OpenAI says most people still see artificial intelligence as little more than chatbots or advanced search, even as the underlying technology moves ahead quickly.
In a recent blog post, the company claims that current AI systems can already solve problems that used to take experts hours—likely referring to recent achievements in math and coding olympiads. OpenAI anticipates modest AI-driven discoveries by 2026, with more significant breakthroughs expected by 2028.
A major factor, according to OpenAI, is the rapid decrease in computing costs. The company reports a 40-fold annual drop in the "price per intelligence unit." If this trend continues, tasks that once required weeks of human effort could soon be automated.
"We expect to have systems that can do tasks that take a person days or weeks soon; we do not know how to think about systems that can do tasks that would take a person centuries."
OpenAI
OpenAI concedes its own models are still "spikey"—sometimes impressive, but not yet reliable—and face "serious weaknesses." At the same time, the company notes that current systems "outperform the smartest humans" in certain domains.

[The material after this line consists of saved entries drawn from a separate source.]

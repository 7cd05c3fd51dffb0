use std::fs;
use std::path::{Path, PathBuf};

use serde::{Deserialize, Serialize};
use tracing::{debug, info};

use crate::classify::ClassifierMode;
use crate::constants::{
    CONFIG_ENV_VAR, DEFAULT_CONFIG_FILE, DEFAULT_DROP_COLUMN, DEFAULT_OUTPUT_PREFIX,
    DEFAULT_PRIMARY_COLUMN, DEFAULT_PRIMARY_POSITION,
};
use crate::error::{CleanerError, Result};

/// Settings for one cleaning run. Every field has a default, so a config file
/// only needs the keys it changes.
#[derive(Debug, Clone, PartialEq, Serialize, Deserialize)]
#[serde(default, deny_unknown_fields)]
pub struct CleanerConfig {
    /// Column holding the address-or-task text
    pub primary_column: String,
    /// Optional column checked for action items instead of the primary column
    pub name_column: Option<String>,
    pub mode: ClassifierMode,
    /// Drop rows whose normalized address was already seen
    pub dedupe: bool,
    /// Drop address rows whose action field reads as a to-do
    pub reject_action_items: bool,
    /// Column removed from the output (case-insensitive); empty keeps all columns
    pub drop_column: String,
    /// Output index for the primary column
    pub primary_position: usize,
    /// Prefix for the default output file name
    pub output_prefix: String,
}

impl Default for CleanerConfig {
    fn default() -> Self {
        Self {
            primary_column: DEFAULT_PRIMARY_COLUMN.to_string(),
            name_column: None,
            mode: ClassifierMode::default(),
            dedupe: true,
            reject_action_items: false,
            drop_column: DEFAULT_DROP_COLUMN.to_string(),
            primary_position: DEFAULT_PRIMARY_POSITION,
            output_prefix: DEFAULT_OUTPUT_PREFIX.to_string(),
        }
    }
}

impl CleanerConfig {
    pub fn from_toml_str(content: &str) -> Result<Self> {
        let config: CleanerConfig = toml::from_str(content)?;
        config.validate()?;
        Ok(config)
    }

    pub fn load_from(path: &Path) -> Result<Self> {
        let content = fs::read_to_string(path).map_err(|e| {
            CleanerError::Config(format!(
                "Failed to read config file '{}': {}",
                path.display(),
                e
            ))
        })?;
        let config = Self::from_toml_str(&content)?;
        info!(path = %path.display(), "loaded cleaner config");
        Ok(config)
    }

    /// Resolve the config source: an explicit path, then the
    /// `CSV_CLEANER_CONFIG` variable, then `cleaner.toml` in the working
    /// directory, then built-in defaults.
    pub fn discover(explicit: Option<&Path>) -> Result<Self> {
        if let Some(path) = explicit {
            return Self::load_from(path);
        }
        if let Ok(path) = std::env::var(CONFIG_ENV_VAR) {
            if !path.trim().is_empty() {
                return Self::load_from(&PathBuf::from(path));
            }
        }
        let local = Path::new(DEFAULT_CONFIG_FILE);
        if local.is_file() {
            return Self::load_from(local);
        }
        debug!("no config file found, using defaults");
        Ok(Self::default())
    }

    pub fn validate(&self) -> Result<()> {
        if self.primary_column.trim().is_empty() {
            return Err(CleanerError::Config("primary_column must not be empty".to_string()));
        }
        if let Some(name) = &self.name_column {
            if name.trim().is_empty() {
                return Err(CleanerError::Config(
                    "name_column must not be empty when set".to_string(),
                ));
            }
        }
        if self.output_prefix.contains(['/', '\\']) {
            return Err(CleanerError::Config(format!(
                "output_prefix '{}' must not contain path separators",
                self.output_prefix
            )));
        }
        Ok(())
    }

    pub fn drop_column(&self) -> Option<&str> {
        let name = self.drop_column.trim();
        (!name.is_empty()).then_some(name)
    }

    /// Default output path: the input's file name with the prefix, next to it.
    pub fn output_path_for(&self, input: &Path) -> PathBuf {
        let file_name = input
            .file_name()
            .map(|n| n.to_string_lossy().into_owned())
            .unwrap_or_else(|| "output.csv".to_string());
        input.with_file_name(format!("{}{}", self.output_prefix, file_name))
    }
}

#[cfg(test)]
mod tests {
    use super::*;
    use std::io::Write;

    #[test]
    fn test_defaults_match_asana_export() {
        let config = CleanerConfig::default();
        assert_eq!(config.primary_column, "Parent task");
        assert_eq!(config.mode, ClassifierMode::Keyword);
        assert!(config.dedupe);
        assert_eq!(config.drop_column(), Some("name"));
        assert_eq!(config.primary_position, 1);
    }

    #[test]
    fn test_partial_toml_keeps_other_defaults() {
        let config = CleanerConfig::from_toml_str(
            r#"
            primary_column = "Address"
            mode = "pattern"
            drop_column = ""
            "#,
        )
        .unwrap();
        assert_eq!(config.primary_column, "Address");
        assert_eq!(config.mode, ClassifierMode::Pattern);
        assert_eq!(config.drop_column(), None);
        assert!(config.dedupe);
    }

    #[test]
    fn test_mode_is_case_insensitive_like_cli() {
        let config = CleanerConfig::from_toml_str("mode = \"Pattern\"").unwrap();
        assert_eq!(config.mode, ClassifierMode::Pattern);
        assert_eq!(config.mode, "Pattern".parse::<ClassifierMode>().unwrap());
    }

    #[test]
    fn test_unknown_keys_and_modes_are_rejected() {
        assert!(matches!(
            CleanerConfig::from_toml_str("primary_colum = \"x\""),
            Err(CleanerError::Toml(_))
        ));
        assert!(matches!(
            CleanerConfig::from_toml_str("mode = \"fuzzy\""),
            Err(CleanerError::Toml(_))
        ));
    }

    #[test]
    fn test_validation_errors() {
        assert!(matches!(
            CleanerConfig::from_toml_str("primary_column = \"  \""),
            Err(CleanerError::Config(_))
        ));
        assert!(matches!(
            CleanerConfig::from_toml_str("output_prefix = \"out/\""),
            Err(CleanerError::Config(_))
        ));
    }

    #[test]
    fn test_load_from_file() {
        let mut file = tempfile::NamedTempFile::new().unwrap();
        writeln!(file, "dedupe = false\nname_column = \"Name\"").unwrap();

        let config = CleanerConfig::discover(Some(file.path())).unwrap();
        assert!(!config.dedupe);
        assert_eq!(config.name_column.as_deref(), Some("Name"));
    }

    #[test]
    fn test_missing_file_is_config_error() {
        let err = CleanerConfig::load_from(Path::new("/definitely/not/here.toml")).unwrap_err();
        assert!(err.to_string().contains("Failed to read config file"));
    }

    #[test]
    fn test_output_path_for_input() {
        let config = CleanerConfig::default();
        assert_eq!(
            config.output_path_for(Path::new("/tmp/export.csv")),
            PathBuf::from("/tmp/cleaned_export.csv")
        );
    }
}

The blog post appears as concerns mount about a possible AI investment bubble, with companies taking on significant debt to build out infrastructure in hopes that today's promises will eventually be realized.
On safety, OpenAI calls for stronger public oversight, ongoing impact monitoring, and the development of a global "AI resilience ecosystem" modeled on cybersecurity to address the risks from more powerful models. The company emphasizes responsible development and encourages research labs to share safety research and adopt shared safety standards. Future superintelligent systems could pose catastrophic risks if deployed without proven safeguards, OpenAI warns.